Hypoplastic left heart syndrome occurs when the left side of the heart remains severely underdeveloped and thus cannot support blood circulation throughout the body. Consequently, without treatment, doctors cannot save a baby born with this defect.

One of the essential steps of this treatment involves connecting the aorta to the main pulmonary artery so that the right side of the heart can supply blood flow to the lungs. To achieve this, surgeons perform the connection through open-heart surgery, implanting a polymer tube known as a shunt. Additionally, this approach enables an effective and targeted treatment.

As the baby grows, wider shunts are needed, requiring up to four additional surgeries, each posing risks and stress.

Introducing the Innovative Light-Activated Shunt

This is where the new experimental shunt plays a role. Assistant Professor Christopher Rodell and his team at Drexel University in Philadelphia developed the shunt, which has inner walls lined with a hydrogel made of polymer molecules surrounded by water.
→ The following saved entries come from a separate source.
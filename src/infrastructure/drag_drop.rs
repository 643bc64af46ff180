// SPDX-License-Identifier: MPL-2.0
//! File drops from Iced window events.
//!
//! Iced reports a multi-file drag as one `FileHovered` event per file, then
//! one `FileDropped` event per file. The adapter counts hovered files and
//! releases the dropped paths as a single batch once every hovered file has
//! landed. Drops that arrive without a preceding hover are released
//! immediately.

use super::fs;
use crate::application::port::{DropSignal, DropSource};
use iced::window;
use std::path::PathBuf;

/// [`DropSource`] fed with Iced window events.
#[derive(Debug, Default)]
pub struct WindowDropSource {
    hovered: usize,
    pending: Vec<PathBuf>,
}

impl WindowDropSource {
    #[must_use]
    pub fn new() -> Self {
        Self::default()
    }

    /// Returns `true` for the window events this adapter consumes.
    #[must_use]
    pub fn is_drop_event(event: &window::Event) -> bool {
        matches!(
            event,
            window::Event::FileHovered(_)
                | window::Event::FileDropped(_)
                | window::Event::FilesHoveredLeft
        )
    }

    fn reset(&mut self) {
        self.hovered = 0;
        self.pending.clear();
    }
}

impl DropSource for WindowDropSource {
    type Event = window::Event;

    fn translate(&mut self, event: window::Event) -> Option<DropSignal> {
        match event {
            window::Event::FileHovered(_) => {
                self.hovered += 1;
                Some(DropSignal::DragOver)
            }
            window::Event::FilesHoveredLeft => {
                self.reset();
                Some(DropSignal::DragLeave)
            }
            window::Event::FileDropped(path) => {
                self.pending.push(path);
                if self.pending.len() < self.hovered {
                    return None;
                }
                let paths = std::mem::take(&mut self.pending);
                self.hovered = 0;
                tracing::debug!(paths = paths.len(), "drop batch complete");
                Some(DropSignal::Drop(fs::files_from_paths(paths)))
            }
            _ => None,
        }
    }
}

#[cfg(test)]
mod tests {
    use super::*;
    use tempfile::tempdir;

    fn touch(dir: &std::path::Path, name: &str) -> PathBuf {
        let path = dir.join(name);
        std::fs::write(&path, b"data").expect("write file");
        path
    }

    #[test]
    fn hovered_files_are_batched_into_one_drop() {
        let dir = tempdir().expect("failed to create temp dir");
        let a = touch(dir.path(), "a.txt");
        let b = touch(dir.path(), "b.png");
        let mut source = WindowDropSource::new();

        assert_eq!(
            source.translate(window::Event::FileHovered(a.clone())),
            Some(DropSignal::DragOver)
        );
        assert_eq!(
            source.translate(window::Event::FileHovered(b.clone())),
            Some(DropSignal::DragOver)
        );
        assert_eq!(source.translate(window::Event::FileDropped(a)), None);

        match source.translate(window::Event::FileDropped(b)) {
            Some(DropSignal::Drop(files)) => {
                let names: Vec<&str> = files.iter().map(|f| f.name()).collect();
                assert_eq!(names, ["a.txt", "b.png"]);
                assert_eq!(files[1].mime_type(), "image/png");
            }
            other => panic!("expected drop batch, got {other:?}"),
        }
    }

    #[test]
    fn drop_without_hover_is_released_immediately() {
        let dir = tempdir().expect("failed to create temp dir");
        let a = touch(dir.path(), "a.txt");
        let mut source = WindowDropSource::new();

        assert!(matches!(
            source.translate(window::Event::FileDropped(a)),
            Some(DropSignal::Drop(files)) if files.len() == 1
        ));
    }

    #[test]
    fn leaving_discards_partial_state() {
        let dir = tempdir().expect("failed to create temp dir");
        let a = touch(dir.path(), "a.txt");
        let mut source = WindowDropSource::new();

        source.translate(window::Event::FileHovered(a.clone()));
        source.translate(window::Event::FileHovered(a.clone()));
        assert_eq!(
            source.translate(window::Event::FilesHoveredLeft),
            Some(DropSignal::DragLeave)
        );
        assert!(matches!(
            source.translate(window::Event::FileDropped(a)),
            Some(DropSignal::Drop(_))
        ));
    }

    #[test]
    fn unrelated_events_are_ignored() {
        let mut source = WindowDropSource::new();
        assert_eq!(source.translate(window::Event::Closed), None);
        assert!(!WindowDropSource::is_drop_event(&window::Event::Closed));
    }
}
How the Light-Activated Shunt Works

Under normal conditions, the thickness of this gel remains unchanged. However, when exposed to blue light, the polymer molecules crosslink and contract, expelling the water.

The inner wall contracts and thins, expanding the shunt’s diameter. Longer light exposure increases this effect, allowing more blood flow and removing the need for replacement.

The team could use a thin fiber optic cable to apply blue light via an artery near the armpit, avoiding open-heart surgery.

In lab tests, scientists expanded a shunt’s diameter by 40% from 3.5 to 5 millimeters, nearing the size of the largest shunts used in infants. They plan to test it on a mock circulatory system and possibly on animals next.

Children aren’t just tiny adults; they continue to grow, says Rodell. That’s something we need to consider in biomaterials, how that graft will behave over time.

Ongoing Research into Expandable Heart Valves

Scientists from Boston Children’s Hospital and the University of Minnesota are creating heart valves that grow with the baby, and other teams are exploring similar solutions.

Graduate student Akari Seiner will present a paper on the Drexel study at the American Chemical Society’s fall meeting.